Trained as a chemical engineer at the Technion (Israel Institute of Technology) and MIT, Artzi pioneered basic understanding of the contextual performance of biomaterials under different environments and pathological states, and concepts learned have changed the way we view materials. Materials and devices are designed to be tissue responsive, that is, to sense and respond to specific cues in the tissue microenvironment that are altered in the face of disease. Her multidisciplinary team works on developing materials for diagnosis and therapy, including the engineering of libraries of nanoparticles for targeted gene therapy, and exploits the toolkit available for material scientists to create multifaceted medical devices.
Artzi has received many honors including the inaugural Kabiller Rising Star Award in Nanotechnology and Nanomedicine, the One Brave Idea Award, Stepping Strong Innovator Award, Mid-Career Award from the Society for Biomaterials, Controlled Release Society Young Investigator Award, Bright Futures Prize, and the Massachusetts Life Science Center for women entrepreneurs. Artzi’s passion lies in medical innovation and as a biomedical researcher, professor, and an entrepreneur she works to translate new technologies to the clinic.

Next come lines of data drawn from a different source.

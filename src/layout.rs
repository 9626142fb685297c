//! 存储目录管理模块
//!
//! # 设计思路
//!
//! 统一管理数据库文件与各资源子目录的路径，由调用方显式传入基准目录，
//! 各组件通过构造函数接收 `StorageLayout` 值——不依赖任何全局可变状态。
//!
//! # 实现思路
//!
//! - 所有子路径由 `base_dir` 派生，保证同一布局下路径一致。
//! - `ensure_dirs` 在目录不存在时自动 `create_dir_all`，避免上层判断。
//! - 所有可能失败的操作均返回 `Result`，不使用 `expect()` / `unwrap()`。

use std::fs;
use std::path::{Path, PathBuf};

use serde::Serialize;

use crate::error::AppError;

/// 存储布局：数据库文件与资源目录的路径集合
#[derive(Debug, Clone)]
pub struct StorageLayout {
    base_dir: PathBuf,
}

/// 存储目录信息（路径 + 占用大小 + 文件数）
#[derive(Debug, Clone, Serialize)]
pub struct StorageInfo {
    pub path: String,
    pub total_size: u64,
    pub file_count: u64,
}

impl StorageLayout {
    pub fn new(base_dir: impl Into<PathBuf>) -> Self {
        Self { base_dir: base_dir.into() }
    }

    pub fn base_dir(&self) -> &Path {
        &self.base_dir
    }

    /// 主数据库文件
    pub fn db_path(&self) -> PathBuf {
        self.base_dir.join("clipboard.db")
    }

    /// 图片原件目录
    pub fn images_dir(&self) -> PathBuf {
        self.base_dir.join("images")
    }

    /// 缩略图目录
    pub fn thumbs_dir(&self) -> PathBuf {
        self.base_dir.join("thumbs")
    }

    /// 配置目录
    pub fn config_dir(&self) -> PathBuf {
        self.base_dir.join("config")
    }

    /// 保留清理哨兵文件
    pub fn sentinel_path(&self) -> PathBuf {
        self.base_dir.join("last_cleanup.txt")
    }

    /// 还原前快照目录（仅在还原期间存在）
    pub fn snapshot_dir(&self) -> PathBuf {
        self.base_dir.join("restore_snapshot")
    }

    /// 创建基准目录与各资源子目录
    pub fn ensure_dirs(&self) -> Result<(), AppError> {
        for dir in [
            self.base_dir.clone(),
            self.images_dir(),
            self.thumbs_dir(),
            self.config_dir(),
        ] {
            if !dir.exists() {
                fs::create_dir_all(&dir).map_err(|e| {
                    AppError::Storage(format!("创建目录 '{}' 失败: {}", dir.display(), e))
                })?;
            }
        }
        Ok(())
    }

    /// 统计某个托管目录的占用情况，单个条目读取失败时跳过
    pub fn dir_info(&self, dir: &Path) -> StorageInfo {
        let mut total_size: u64 = 0;
        let mut file_count: u64 = 0;

        if dir.exists() {
            if let Ok(entries) = fs::read_dir(dir) {
                for entry in entries.flatten() {
                    if let Ok(metadata) = entry.metadata() {
                        if metadata.is_file() {
                            total_size += metadata.len();
                            file_count += 1;
                        }
                    }
                }
            }
        }

        StorageInfo {
            path: dir.to_string_lossy().to_string(),
            total_size,
            file_count,
        }
    }
}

Artzi’s team is interested in leveraging immune engineering to treat a range of diseases including cancer, autoimmune diseases, as well as for tissue engineering applications. To maximize therapeutic outcomes, her lab is studying how delivery regimen and administration mode of combination therapies synergize with clinically-available modalities, and is investigating their effect on therapy pharmacokinetics and pharmacodynamics. Her lab has engineered hydrogel-based systems that enable local and sustained delivery of therapeutics at the target size, as well as polymeric microneedle devices that afford transdermal drug delivery as well as sampling of skin interstitial fluid to facilitate noninvasive and temporal monitoring of biomarkers including cells and soluble factors. Artzi’s platform technologies find many applications that can help advance our understanding of disease mechanisms, enable repurposing drugs and deliver emerging drugs, while monitoring the responses to the therapy over time.